• _WHAT TO DO_
Print the data exactly, leaving nothing out.

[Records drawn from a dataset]
....................

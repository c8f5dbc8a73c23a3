//! Service wiring: the VFS, thumbnail store and generators built from one
//! configuration and torn down together

use crate::thumbnail::{DirectoryThumbnailGenerator, FileThumbnailGenerator};
use crate::{AppConfig, AppError};
use app_db::ThumbnailStore;
use app_fs::VirtualFileSystem;
use std::sync::Arc;

/// Core services shared by every front end
pub struct Services {
    pub vfs: Arc<VirtualFileSystem>,
    pub store: Arc<ThumbnailStore>,
    pub file_thumbnails: FileThumbnailGenerator,
    pub directory_thumbnails: DirectoryThumbnailGenerator,
}

impl Services {
    /// Build every service; must run inside a tokio runtime so the VFS
    /// shrink loop starts
    pub fn new(config: &AppConfig) -> Result<Self, AppError> {
        let vfs = Arc::new(VirtualFileSystem::new(&config.storage));
        let store = Arc::new(
            ThumbnailStore::open(&config.thumbnail.cache_dir)
                .map_err(|e| AppError::Init(format!("thumbnail store: {}", e)))?,
        );

        let file_thumbnails = FileThumbnailGenerator::new(
            vfs.clone(),
            store.clone(),
            config.thumbnail.clone(),
            config.movie.clone(),
        );
        let directory_thumbnails = DirectoryThumbnailGenerator::new(&config.thumbnail);

        Ok(Self {
            vfs,
            store,
            file_thumbnails,
            directory_thumbnails,
        })
    }

    /// Release archives and temp files held by the VFS
    pub fn shutdown(&self) {
        let stats = self.vfs.stats();
        tracing::debug!(
            "Shutting down ({} archives open, {} extracted files)",
            stats.provider.open_archives,
            stats.extracted_files
        );
        self.vfs.shutdown();
    }
}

....................

• _RESULT OF THIS EXERCISE_
repository c8f5dbc8a73c23a3
//! Service wiring: the VFS, thumbnail store and generators built from one
//! configuration and torn down together

use crate::thumbnail::{DirectoryThumbnailGenerator, FileThumbnailGenerator};
use crate::{AppConfig, AppError};
use app_db::ThumbnailStore;
use app_fs::VirtualFileSystem;
use std::sync::Arc;

/// Core services shared by every front end
pub struct Services {
    pub vfs: Arc<VirtualFileSystem>,
    pub store: Arc<ThumbnailStore>,
    pub file_thumbnails: FileThumbnailGenerator,
    pub directory_thumbnails: DirectoryThumbnailGenerator,
}

impl Services {
    /// Build every service; must run inside a tokio runtime so the VFS
    /// shrink loop starts
    pub fn new(config: &AppConfig) -> Result<Self, AppError> {
        let vfs = Arc::new(VirtualFileSystem::new(&config.storage));
        let store = Arc::new(
            ThumbnailStore::open(&config.thumbnail.cache_dir)
                .map_err(|e| AppError::Init(format!("thumbnail store: {}", e)))?,
        );

        let file_thumbnails = FileThumbnailGenerator::new(
            vfs.clone(),
            store.clone(),
            config.thumbnail.clone(),
            config.movie.clone(),
        );
        let directory_thumbnails = DirectoryThumbnailGenerator::new(&config.thumbnail);

        Ok(Self {
            vfs,
            store,
            file_thumbnails,
            directory_thumbnails,
        })
    }

    /// Release archives and temp files held by the VFS
    pub fn shutdown(&self) {
        let stats = self.vfs.stats();
        tracing::debug!(
            "Shutting down ({} archives open, {} extracted files)",
            stats.provider.open_archives,
            stats.extracted_files
        );
        self.vfs.shutdown();
    }
}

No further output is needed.